AIM OF THE EXERCISE:
Repeat verbatim every line of the material, beginning at the line that holds "0, 10), 0.0);" and ending at its last line.

SUPPLIED ENTRIES:
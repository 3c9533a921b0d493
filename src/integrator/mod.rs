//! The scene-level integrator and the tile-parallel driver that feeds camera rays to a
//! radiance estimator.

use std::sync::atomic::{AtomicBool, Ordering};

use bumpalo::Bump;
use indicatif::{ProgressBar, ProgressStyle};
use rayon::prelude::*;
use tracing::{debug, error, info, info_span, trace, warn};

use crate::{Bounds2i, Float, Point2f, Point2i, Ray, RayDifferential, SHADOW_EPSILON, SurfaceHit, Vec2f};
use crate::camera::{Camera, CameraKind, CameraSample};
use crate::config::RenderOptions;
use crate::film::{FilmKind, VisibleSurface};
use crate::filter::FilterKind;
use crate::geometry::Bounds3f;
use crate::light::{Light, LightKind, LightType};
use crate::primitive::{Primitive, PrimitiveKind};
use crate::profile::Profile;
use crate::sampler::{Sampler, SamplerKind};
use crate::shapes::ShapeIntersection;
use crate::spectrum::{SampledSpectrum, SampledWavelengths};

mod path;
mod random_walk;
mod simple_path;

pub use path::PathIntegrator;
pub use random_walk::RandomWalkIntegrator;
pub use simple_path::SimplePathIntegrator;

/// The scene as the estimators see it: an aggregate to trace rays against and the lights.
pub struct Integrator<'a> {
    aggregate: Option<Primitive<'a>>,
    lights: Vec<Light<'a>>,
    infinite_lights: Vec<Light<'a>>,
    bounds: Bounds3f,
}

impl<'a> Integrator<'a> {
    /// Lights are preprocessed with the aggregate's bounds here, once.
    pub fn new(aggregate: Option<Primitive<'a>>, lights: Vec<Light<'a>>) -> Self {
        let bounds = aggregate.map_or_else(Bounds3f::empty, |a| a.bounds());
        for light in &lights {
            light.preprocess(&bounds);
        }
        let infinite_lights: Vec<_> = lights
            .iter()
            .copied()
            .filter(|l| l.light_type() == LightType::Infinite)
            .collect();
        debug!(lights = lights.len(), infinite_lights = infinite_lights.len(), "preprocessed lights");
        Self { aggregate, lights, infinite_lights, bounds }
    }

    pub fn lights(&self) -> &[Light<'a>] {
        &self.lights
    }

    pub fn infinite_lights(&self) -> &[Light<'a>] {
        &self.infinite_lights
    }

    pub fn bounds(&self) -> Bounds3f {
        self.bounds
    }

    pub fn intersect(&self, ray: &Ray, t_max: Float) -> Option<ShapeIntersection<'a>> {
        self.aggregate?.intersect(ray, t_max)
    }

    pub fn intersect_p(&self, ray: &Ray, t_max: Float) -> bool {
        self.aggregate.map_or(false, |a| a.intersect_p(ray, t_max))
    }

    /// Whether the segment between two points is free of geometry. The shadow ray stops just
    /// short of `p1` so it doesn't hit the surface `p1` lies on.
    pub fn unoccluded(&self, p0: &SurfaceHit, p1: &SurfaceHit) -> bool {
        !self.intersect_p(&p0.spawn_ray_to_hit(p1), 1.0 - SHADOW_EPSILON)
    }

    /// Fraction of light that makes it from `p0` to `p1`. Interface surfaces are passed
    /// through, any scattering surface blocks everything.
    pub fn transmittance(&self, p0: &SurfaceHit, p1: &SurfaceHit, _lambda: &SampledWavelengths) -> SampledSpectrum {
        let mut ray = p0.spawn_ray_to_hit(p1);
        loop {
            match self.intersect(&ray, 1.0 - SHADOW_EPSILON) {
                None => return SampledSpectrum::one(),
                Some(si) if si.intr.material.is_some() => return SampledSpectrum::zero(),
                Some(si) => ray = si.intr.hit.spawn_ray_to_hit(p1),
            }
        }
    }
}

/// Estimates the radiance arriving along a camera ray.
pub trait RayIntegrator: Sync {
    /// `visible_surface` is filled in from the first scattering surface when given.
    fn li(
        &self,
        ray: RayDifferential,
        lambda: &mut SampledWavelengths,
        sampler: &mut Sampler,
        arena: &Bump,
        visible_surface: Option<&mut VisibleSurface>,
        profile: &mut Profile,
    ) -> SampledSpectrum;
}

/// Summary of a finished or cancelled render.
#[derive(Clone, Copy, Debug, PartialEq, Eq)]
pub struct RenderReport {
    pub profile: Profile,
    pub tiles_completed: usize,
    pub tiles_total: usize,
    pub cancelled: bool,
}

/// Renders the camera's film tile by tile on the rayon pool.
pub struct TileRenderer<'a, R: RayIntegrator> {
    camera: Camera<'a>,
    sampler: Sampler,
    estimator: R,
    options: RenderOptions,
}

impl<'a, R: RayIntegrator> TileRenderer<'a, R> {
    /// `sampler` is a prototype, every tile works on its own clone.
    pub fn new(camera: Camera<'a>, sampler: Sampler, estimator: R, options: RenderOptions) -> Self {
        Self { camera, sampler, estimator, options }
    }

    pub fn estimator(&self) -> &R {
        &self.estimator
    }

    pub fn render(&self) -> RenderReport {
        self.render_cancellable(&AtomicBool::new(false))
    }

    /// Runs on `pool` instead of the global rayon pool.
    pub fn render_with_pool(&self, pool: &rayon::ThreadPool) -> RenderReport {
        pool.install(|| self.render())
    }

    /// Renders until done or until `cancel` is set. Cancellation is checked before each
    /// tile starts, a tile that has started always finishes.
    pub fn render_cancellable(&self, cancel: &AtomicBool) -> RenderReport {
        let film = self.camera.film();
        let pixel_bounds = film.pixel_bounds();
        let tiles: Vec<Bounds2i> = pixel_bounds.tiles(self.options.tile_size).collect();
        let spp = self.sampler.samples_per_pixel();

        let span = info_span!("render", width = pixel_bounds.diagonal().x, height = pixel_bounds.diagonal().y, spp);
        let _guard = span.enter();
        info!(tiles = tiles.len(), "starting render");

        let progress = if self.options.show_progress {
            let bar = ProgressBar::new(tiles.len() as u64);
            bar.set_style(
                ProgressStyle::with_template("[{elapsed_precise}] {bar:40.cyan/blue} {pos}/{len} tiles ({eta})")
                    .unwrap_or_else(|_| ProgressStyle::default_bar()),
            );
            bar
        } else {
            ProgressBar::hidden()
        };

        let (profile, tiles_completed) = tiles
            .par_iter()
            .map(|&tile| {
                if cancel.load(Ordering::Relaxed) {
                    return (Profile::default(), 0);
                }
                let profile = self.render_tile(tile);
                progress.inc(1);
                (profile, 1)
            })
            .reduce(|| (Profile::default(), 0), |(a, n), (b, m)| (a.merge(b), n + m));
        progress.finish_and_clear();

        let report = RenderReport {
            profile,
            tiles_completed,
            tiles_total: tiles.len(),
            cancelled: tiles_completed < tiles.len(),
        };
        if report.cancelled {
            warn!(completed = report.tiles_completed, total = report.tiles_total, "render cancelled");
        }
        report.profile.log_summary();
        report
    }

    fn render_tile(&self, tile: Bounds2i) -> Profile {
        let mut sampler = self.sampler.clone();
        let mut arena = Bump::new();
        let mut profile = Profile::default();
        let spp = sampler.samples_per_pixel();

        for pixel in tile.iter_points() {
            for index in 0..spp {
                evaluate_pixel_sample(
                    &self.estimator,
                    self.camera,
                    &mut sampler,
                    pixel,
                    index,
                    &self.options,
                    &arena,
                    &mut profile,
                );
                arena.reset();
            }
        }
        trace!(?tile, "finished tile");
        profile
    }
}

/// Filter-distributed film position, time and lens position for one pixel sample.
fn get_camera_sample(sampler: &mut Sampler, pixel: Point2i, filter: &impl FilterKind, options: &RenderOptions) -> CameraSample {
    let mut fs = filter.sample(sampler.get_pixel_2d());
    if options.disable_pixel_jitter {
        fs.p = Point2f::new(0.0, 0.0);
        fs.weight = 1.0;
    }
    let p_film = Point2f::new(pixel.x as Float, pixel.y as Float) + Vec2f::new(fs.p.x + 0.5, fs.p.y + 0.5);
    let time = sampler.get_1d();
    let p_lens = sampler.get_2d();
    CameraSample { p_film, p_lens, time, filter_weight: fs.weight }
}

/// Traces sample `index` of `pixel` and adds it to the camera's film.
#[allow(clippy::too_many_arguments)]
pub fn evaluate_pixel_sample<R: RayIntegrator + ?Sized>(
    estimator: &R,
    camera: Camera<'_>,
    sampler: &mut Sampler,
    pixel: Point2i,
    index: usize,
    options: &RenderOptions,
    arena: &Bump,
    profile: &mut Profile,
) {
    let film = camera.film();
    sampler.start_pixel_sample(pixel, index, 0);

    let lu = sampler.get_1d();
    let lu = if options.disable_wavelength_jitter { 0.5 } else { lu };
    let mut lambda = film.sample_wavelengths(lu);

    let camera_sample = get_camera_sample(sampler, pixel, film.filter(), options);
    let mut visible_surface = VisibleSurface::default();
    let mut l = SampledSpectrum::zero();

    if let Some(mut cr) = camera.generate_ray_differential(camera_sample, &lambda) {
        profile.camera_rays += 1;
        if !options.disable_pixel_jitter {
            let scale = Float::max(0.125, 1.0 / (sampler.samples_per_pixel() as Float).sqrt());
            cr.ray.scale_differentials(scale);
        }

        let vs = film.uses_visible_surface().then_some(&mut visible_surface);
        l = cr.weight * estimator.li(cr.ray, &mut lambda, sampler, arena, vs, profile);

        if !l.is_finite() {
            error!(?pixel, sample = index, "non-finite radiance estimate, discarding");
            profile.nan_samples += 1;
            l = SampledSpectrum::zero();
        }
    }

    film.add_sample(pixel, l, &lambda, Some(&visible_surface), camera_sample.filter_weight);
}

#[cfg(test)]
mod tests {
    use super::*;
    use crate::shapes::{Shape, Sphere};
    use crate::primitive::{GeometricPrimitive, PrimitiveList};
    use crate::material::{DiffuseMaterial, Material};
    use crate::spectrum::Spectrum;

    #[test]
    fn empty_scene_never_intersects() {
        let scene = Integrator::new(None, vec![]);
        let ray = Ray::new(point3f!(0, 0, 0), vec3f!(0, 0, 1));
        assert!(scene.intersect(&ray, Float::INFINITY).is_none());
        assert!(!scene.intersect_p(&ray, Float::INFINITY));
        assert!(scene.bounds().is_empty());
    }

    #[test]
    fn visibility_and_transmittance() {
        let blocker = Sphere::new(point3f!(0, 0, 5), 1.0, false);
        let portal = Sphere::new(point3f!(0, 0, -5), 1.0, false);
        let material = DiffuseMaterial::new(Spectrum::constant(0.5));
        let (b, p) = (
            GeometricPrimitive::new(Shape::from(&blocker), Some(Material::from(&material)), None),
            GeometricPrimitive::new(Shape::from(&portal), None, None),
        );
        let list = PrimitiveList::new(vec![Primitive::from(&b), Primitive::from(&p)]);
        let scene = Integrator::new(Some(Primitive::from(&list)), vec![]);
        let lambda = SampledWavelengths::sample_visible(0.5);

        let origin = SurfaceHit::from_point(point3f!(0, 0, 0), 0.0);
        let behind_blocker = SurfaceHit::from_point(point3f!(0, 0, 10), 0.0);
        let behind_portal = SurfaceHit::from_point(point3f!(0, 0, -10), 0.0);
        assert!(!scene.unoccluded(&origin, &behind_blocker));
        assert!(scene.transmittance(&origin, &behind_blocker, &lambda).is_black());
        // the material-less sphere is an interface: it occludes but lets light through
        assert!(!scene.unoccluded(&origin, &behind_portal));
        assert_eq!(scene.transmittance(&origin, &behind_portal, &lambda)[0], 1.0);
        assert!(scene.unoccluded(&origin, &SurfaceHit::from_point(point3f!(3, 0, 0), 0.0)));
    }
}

EXPECTED ANSWER:
        let behind_blocker = SurfaceHit::from_point(point3f!(0, 0, 10), 0.0);
        let behind_portal = SurfaceHit::from_point(point3f!(0, 0, -10), 0.0);
        assert!(!scene.unoccluded(&origin, &behind_blocker));
        assert!(scene.transmittance(&origin, &behind_blocker, &lambda).is_black());
        // the material-less sphere is an interface: it occludes but lets light through
        assert!(!scene.unoccluded(&origin, &behind_portal));
        assert_eq!(scene.transmittance(&origin, &behind_portal, &lambda)[0], 1.0);
        assert!(scene.unoccluded(&origin, &SurfaceHit::from_point(point3f!(3, 0, 0), 0.0)));
    }
}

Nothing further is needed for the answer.